Two years ago I love the vision out of my right eye because of Rick. We got into a fight and he took the back to one of my high heels and threw it at my face which then hit my eye. My eye started bleeding and within a matter of a few hours, I could no longer see out of my eye. I have been legally declared blind in my left eye and my life has never been the same. 

This man has been to prison for robbery, for domestic violence, abuse, drugs, the list goes on and on. I have promised myself if I ever learn of Rick being with someone I would do all I could to inform his new girlfriend of what he did to me and urge her to break up and get out. At the bottom of this letter is my phone number. I will help you get out, I will help you move, I will help you with the police, I will do what I can you have my word. 

Joanne. 

I remember sitting there first stunned then shocked at the letter. Who was this lady and how did she know who I was let alone get my address? I kept reading the letter over and over even more shocked that Rick had been to jail for robbery, domestic violence and drugs? I gasped at the thought of wondering who this man was that I now shared a bed with.

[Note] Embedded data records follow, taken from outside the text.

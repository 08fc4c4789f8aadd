use crate::blockchain::client::{ChainRpc, ClientError};
use crate::db::transaction;
use crate::error::IndexerError;
use crate::models::{Account, SignatureStatus};
use crate::state::AppState;
use backon::{ExponentialBuilder, Retryable};
use sqlx::SqlitePool;
use std::sync::Arc;
use tokio::time::sleep;
use tokio_util::sync::CancellationToken;
use tracing::{debug, error, info, warn};

/// Lower boundary of a backfill pass, derived from what is already stored.
#[derive(Debug, Clone, Default, PartialEq, Eq)]
pub struct BackfillCursor {
    pub last_slot: Option<i64>,
    /// Latest signature stored in a slot below `last_slot`. The pass stops
    /// there, so the whole `last_slot` is fetched again in case it was only
    /// partially stored.
    pub until: Option<String>,
}

impl BackfillCursor {
    pub async fn load(pool: &SqlitePool, wallet_id: i64) -> Result<Self, sqlx::Error> {
        let Some(last_slot) = transaction::latest_slot(pool, wallet_id).await? else {
            return Ok(Self::default());
        };

        let until = transaction::last_signature_before_slot(pool, wallet_id, last_slot).await?;

        Ok(Self {
            last_slot: Some(last_slot),
            until,
        })
    }
}

pub async fn start_backfill(state: Arc<AppState>, shutdown: CancellationToken) {
    info!("Starting signature backfill for wallet {}", state.wallet.address);

    let poll_interval = state.config.signature_poll_interval;

    loop {
        match backfill_pass(state.rpc.as_ref(), &state.db_pool, &state.wallet).await {
            Ok(0) => debug!("No new signatures for {}", state.wallet.address),
            Ok(count) => info!("Stored {} new signatures for {}", count, state.wallet.address),
            Err(e) => error!("Signature backfill failed: {}", e),
        }

        tokio::select! {
            _ = sleep(poll_interval) => {}
            _ = shutdown.cancelled() => {
                info!("Shutting down signature backfill");
                break;
            }
        }
    }
}

/// Walks the wallet's history backwards from the chain head down to the
/// cursor boundary, staging each page as it arrives, then stores the walk
/// oldest-first. A walk interrupted by an RPC failure resumes below its
/// oldest staged signature on the next pass. Returns the number of newly
/// inserted signatures.
pub async fn backfill_pass(
    rpc: &dyn ChainRpc,
    pool: &SqlitePool,
    wallet: &Account,
) -> Result<u64, IndexerError> {
    let cursor = BackfillCursor::load(pool, wallet.id).await?;
    let until = cursor.until.as_deref();

    let mut before = transaction::oldest_staged_signature(pool, wallet.id).await?;
    if let Some(resume) = &before {
        info!("Resuming backfill of {} before {}", wallet.address, resume);
    }

    loop {
        debug!(
            "Fetching signatures for {} last_slot={:?} before={:?} until={:?}",
            wallet.address, cursor.last_slot, before, until
        );

        let page = fetch_page(rpc, &wallet.address, before.as_deref(), until).await?;
        debug!("Fetched {} signatures", page.len());

        let Some(oldest) = page.last() else {
            break;
        };

        if before.as_deref() == Some(oldest.signature.as_str()) {
            warn!("Signature page for {} made no progress, ending pass", wallet.address);
            break;
        }

        let oldest = oldest.signature.clone();
        transaction::stage_signatures(pool, wallet.id, &page).await?;
        before = Some(oldest);
    }

    let inserted = transaction::promote_staged(pool, wallet.id).await?;
    if inserted > 0 {
        debug!("Inserted {} signatures for {}", inserted, wallet.address);
    }

    Ok(inserted)
}

async fn fetch_page(
    rpc: &dyn ChainRpc,
    address: &str,
    before: Option<&str>,
    until: Option<&str>,
) -> Result<Vec<SignatureStatus>, ClientError> {
    (|| rpc.get_signatures_for_address(address, before, until))
        .retry(ExponentialBuilder::default().with_max_times(3))
        .when(|e| matches!(e, ClientError::RpcError(_)))
        .notify(|e, delay| warn!("Signature fetch for {} failed: {}, retrying in {:?}", address, e, delay))
        .await
}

I remember my hands beginning to tremble as I held the mystery letter from a woman I never knew. I kept wondering if in fact the letter was true. The secrets this man was keeping, why, why would this man keep this from me? What else was there about this man I didn't know. How did this woman get my address? I was filled with so many questions that needed answers.

I remember just being numb once again. I had experienced so much numbness to my heart while growing up and now it has found me yet once again. I didn't know what to think but if I had any common sense, I would have ran, but instead for some reason, I felt I needed to stay. I felt that the mystical magical ways of love I had for him would tame his evil ways. Had I now become the lion tamer within the circus? Was Rick the roaring male lion sitting upon his perch his mane full of hair growling at me while showing his snarling gashing teeth and I before him with my whip snapping it yelling "HEAL YOU BEAST!" 

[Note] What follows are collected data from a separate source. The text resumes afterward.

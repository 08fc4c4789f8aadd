use sqlx::{Pool, Row, Sqlite};
use crate::db::swap;
use crate::models::{Classified, ConfirmedTransaction, PendingTransaction, SignatureStatus, TxAction};

/// Inserts signatures in the order given, ignoring ones already stored.
/// Callers pass them oldest-first so ids follow chain order.
/// Returns the number of rows actually inserted.
pub async fn add_signatures(
    pool: &Pool<Sqlite>,
    wallet_id: i64,
    signatures: &[SignatureStatus],
) -> Result<u64, sqlx::Error> {
    // Start a transaction for batch insert
    let mut tx = pool.begin().await?;
    let mut inserted = 0;

    for status in signatures {
        let result = sqlx::query(
            r#"
            INSERT INTO txs_confirmed
            (wallet_id, signature, slot, error, memo, block_time)
            VALUES (?, ?, ?, ?, ?, ?)
            ON CONFLICT(signature) DO NOTHING
            "#
        )
        .bind(wallet_id)
        .bind(&status.signature)
        .bind(status.slot as i64)
        .bind(&status.error)
        .bind(&status.memo)
        .bind(status.block_time)
        .execute(&mut *tx)
        .await?;

        inserted += result.rows_affected();
    }

    tx.commit().await?;

    Ok(inserted)
}

/// Highest slot stored for the wallet.
pub async fn latest_slot(pool: &Pool<Sqlite>, wallet_id: i64) -> Result<Option<i64>, sqlx::Error> {
    let slot = sqlx::query_scalar::<_, i64>(
        "SELECT slot FROM txs_confirmed
         WHERE wallet_id = ?
         ORDER BY slot DESC
         LIMIT 1"
    )
    .bind(wallet_id)
    .fetch_optional(pool)
    .await?;

    Ok(slot)
}

/// Most recent signature stored in a slot strictly below `slot`.
pub async fn last_signature_before_slot(
    pool: &Pool<Sqlite>,
    wallet_id: i64,
    slot: i64,
) -> Result<Option<String>, sqlx::Error> {
    let signature = sqlx::query_scalar::<_, String>(
        "SELECT signature FROM txs_confirmed
         WHERE wallet_id = ? AND slot < ?
         ORDER BY slot DESC, id DESC
         LIMIT 1"
    )
    .bind(wallet_id)
    .bind(slot)
    .fetch_optional(pool)
    .await?;

    Ok(signature)
}

/// Stages one page of a backfill walk. Pages arrive newest first, so `seq`
/// grows toward older history. Returns the number of newly staged rows.
pub async fn stage_signatures(
    pool: &Pool<Sqlite>,
    wallet_id: i64,
    page: &[SignatureStatus],
) -> Result<u64, sqlx::Error> {
    let mut tx = pool.begin().await?;
    let mut staged = 0;

    for status in page {
        let result = sqlx::query(
            r#"
            INSERT INTO signatures_staged
            (wallet_id, signature, slot, error, memo, block_time)
            VALUES (?, ?, ?, ?, ?, ?)
            ON CONFLICT(wallet_id, signature) DO NOTHING
            "#
        )
        .bind(wallet_id)
        .bind(&status.signature)
        .bind(status.slot as i64)
        .bind(&status.error)
        .bind(&status.memo)
        .bind(status.block_time)
        .execute(&mut *tx)
        .await?;

        staged += result.rows_affected();
    }

    tx.commit().await?;

    Ok(staged)
}

/// Oldest signature staged by an unfinished walk, where the walk resumes.
pub async fn oldest_staged_signature(pool: &Pool<Sqlite>, wallet_id: i64) -> Result<Option<String>, sqlx::Error> {
    let signature = sqlx::query_scalar::<_, String>(
        "SELECT signature FROM signatures_staged
         WHERE wallet_id = ?
         ORDER BY seq DESC
         LIMIT 1"
    )
    .bind(wallet_id)
    .fetch_optional(pool)
    .await?;

    Ok(signature)
}

pub async fn count_staged(pool: &Pool<Sqlite>, wallet_id: i64) -> Result<i64, sqlx::Error> {
    let count = sqlx::query("SELECT COUNT(*) FROM signatures_staged WHERE wallet_id = ?")
        .bind(wallet_id)
        .fetch_one(pool)
        .await?
        .get::<i64, _>(0);

    Ok(count)
}

/// Moves a finished walk into `txs_confirmed` oldest first, so ids follow
/// chain order, and clears the staging rows. Returns the number of
/// signatures that were not stored yet.
pub async fn promote_staged(pool: &Pool<Sqlite>, wallet_id: i64) -> Result<u64, sqlx::Error> {
    let mut tx = pool.begin().await?;

    let inserted = sqlx::query(
        r#"
        INSERT OR IGNORE INTO txs_confirmed
        (wallet_id, signature, slot, error, memo, block_time)
        SELECT wallet_id, signature, slot, error, memo, block_time
        FROM signatures_staged
        WHERE wallet_id = ?
        ORDER BY seq DESC
        "#
    )
    .bind(wallet_id)
    .execute(&mut *tx)
    .await?
    .rows_affected();

    sqlx::query("DELETE FROM signatures_staged WHERE wallet_id = ?")
        .bind(wallet_id)
        .execute(&mut *tx)
        .await?;

    tx.commit().await?;

    Ok(inserted)
}

/// Unclassified transactions of the wallet, at most `limit` of them.
/// Rows that failed to fetch less often come first, then oldest first, so
/// rows that keep failing can't crowd out fresh ones.
pub async fn get_unclassified(
    pool: &Pool<Sqlite>,
    wallet_id: i64,
    limit: i64,
) -> Result<Vec<PendingTransaction>, sqlx::Error> {
    let rows = sqlx::query(
        "SELECT id, signature, fetch_failures FROM txs_confirmed
         WHERE wallet_id = ? AND action IS NULL
         ORDER BY fetch_failures ASC, id ASC
         LIMIT ?"
    )
    .bind(wallet_id)
    .bind(limit)
    .fetch_all(pool)
    .await?;

    Ok(rows
        .iter()
        .map(|row| PendingTransaction {
            id: row.get("id"),
            signature: row.get("signature"),
            fetch_failures: row.get("fetch_failures"),
        })
        .collect())
}

/// Counts one more failed fetch for each still unclassified row.
pub async fn record_fetch_failures(pool: &Pool<Sqlite>, ids: &[i64]) -> Result<u64, sqlx::Error> {
    let mut tx = pool.begin().await?;
    let mut updated = 0;

    for id in ids {
        let result = sqlx::query(
            "UPDATE txs_confirmed SET fetch_failures = fetch_failures + 1
             WHERE id = ? AND action IS NULL"
        )
        .bind(id)
        .execute(&mut *tx)
        .await?;

        updated += result.rows_affected();
    }

    tx.commit().await?;

    Ok(updated)
}

/// Stores swap rows and assigns actions for a classified batch in one
/// database transaction. Swap inserts ignore rows already present and
/// actions are only written to rows that are still unclassified, so replaying
/// a batch is harmless. Returns the number of transactions updated.
pub async fn commit_classifications(
    pool: &Pool<Sqlite>,
    classified: &[Classified],
) -> Result<u64, sqlx::Error> {
    let mut tx = pool.begin().await?;
    let mut updated = 0;

    for item in classified {
        if let Some(record) = &item.swap {
            swap::insert_swap(&mut tx, record).await?;
        }

        let result = sqlx::query(
            "UPDATE txs_confirmed SET action = ?
             WHERE id = ? AND action IS NULL"
        )
        .bind(item.action.as_str())
        .bind(item.tx_id)
        .execute(&mut *tx)
        .await?;

        updated += result.rows_affected();
    }

    tx.commit().await?;

    Ok(updated)
}

/// All stored transactions of the wallet in insertion order.
pub async fn get_transactions(pool: &Pool<Sqlite>, wallet_id: i64) -> Result<Vec<ConfirmedTransaction>, sqlx::Error> {
    let rows = sqlx::query(
        r#"SELECT id, wallet_id, signature, slot, error, memo, block_time, action
           FROM txs_confirmed
           WHERE wallet_id = ?
           ORDER BY id ASC"#
    )
    .bind(wallet_id)
    .fetch_all(pool)
    .await?;

    let transactions = rows.iter().map(|row| {
        ConfirmedTransaction {
            id: row.get("id"),
            wallet_id: row.get("wallet_id"),
            signature: row.get("signature"),
            slot: row.get("slot"),
            error: row.get("error"),
            memo: row.get("memo"),
            block_time: row.get("block_time"),
            action: row
                .get::<Option<String>, _>("action")
                .as_deref()
                .and_then(TxAction::parse),
        }
    }).collect();

    Ok(transactions)
}

pub async fn count_transactions(pool: &Pool<Sqlite>, wallet_id: i64) -> Result<i64, sqlx::Error> {
    let count = sqlx::query("SELECT COUNT(*) FROM txs_confirmed WHERE wallet_id = ?")
        .bind(wallet_id)
        .fetch_one(pool)
        .await?
        .get::<i64, _>(0);

    Ok(count)
}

My thoughts of being the lion tamer was interrupted by the sound of keys to the front door. I flew into a panic while holding the letter. My breathing rapid, my fear kicked into high gear I shoved the letter between the cushions of the couch deeply buried so he could never find the letter. As Rick entered he suddenly became the stranger to me. He was no longer the man I had met while on break inside the hotel.

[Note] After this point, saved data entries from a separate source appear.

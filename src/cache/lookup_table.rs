//! Address lookup table cache implementation

use std::sync::Arc;
use std::time::Duration;
use moka::future::Cache;
use solana_sdk::pubkey::Pubkey;
use tracing::debug;

/// Caches decoded lookup table contents by table address
#[derive(Clone)]
pub struct LookupTableCache {
    cache: Cache<Pubkey, Arc<Vec<Pubkey>>>,
}

impl LookupTableCache {
    pub fn new(capacity: u64, ttl: Duration) -> Self {
        let cache = Cache::builder()
            .max_capacity(capacity)
            .time_to_live(ttl)
            .build();

        Self { cache }
    }

    pub async fn get(&self, table: &Pubkey) -> Option<Arc<Vec<Pubkey>>> {
        let result = self.cache.get(table).await;
        if result.is_some() {
            debug!("Cache hit for lookup table: {}", table);
        }
        result
    }

    pub async fn insert(&self, table: Pubkey, addresses: Arc<Vec<Pubkey>>) {
        debug!("Cached lookup table {} with {} addresses", table, addresses.len());
        self.cache.insert(table, addresses).await;
    }

    /// Drop a table, e.g. after it was extended past the cached contents
    pub async fn invalidate(&self, table: &Pubkey) {
        self.cache.invalidate(table).await;
        debug!("Invalidated lookup table: {}", table);
    }
}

I was so taken back by the letter I had forgotten how my face looked I jumped up from the couch not trying to be so obvious I was now frightened for my life. Rick entered walking up to kiss my face then looked at me his eyes filled with sadness. He seemed to appear to be tenderhearted looking at me. He placed his hands on me then without warning, without any notice I couldn't believe what he said.

"You know, if you would have listened to me about that box, then you wouldn't have driven me to slap you. All you had to do was listen to me and you chose not to. Maybe next time you will."

His words were so cold, so matter of fact, I couldn't believe he was blaming me. It was as if I no longer had a voice. I began to back track to the box, that stupid box that caused this desperately thinking what I said, what was it that pissed him so badly? I couldn't think, my mind was tossing around first the fight, then the slap, now the letter, and information I had on him that I could never share.

"I know how to cover that up to make it look like nothing happened. Where is your make-up, I can teach you how to cover that up it super easy."

I remember gasping with shock that he knew that. Is that what he did to Joanne, did he teach her the same as well. How many other women did he do this too. I shivered in fear as he took my hand to the bathroom then taking out my foundation and dabbing it and covering it so well, it had appeared that nothing ever happened to my face.

When I looked at my reflection in the mirror, I longer saw my face looking back at me. I never felt so alone in my life. How do I explain to my father a prosecuting deputy district attorney who spent more than thirty years putting criminals away about this man?

For that brief moment, I felt so alone.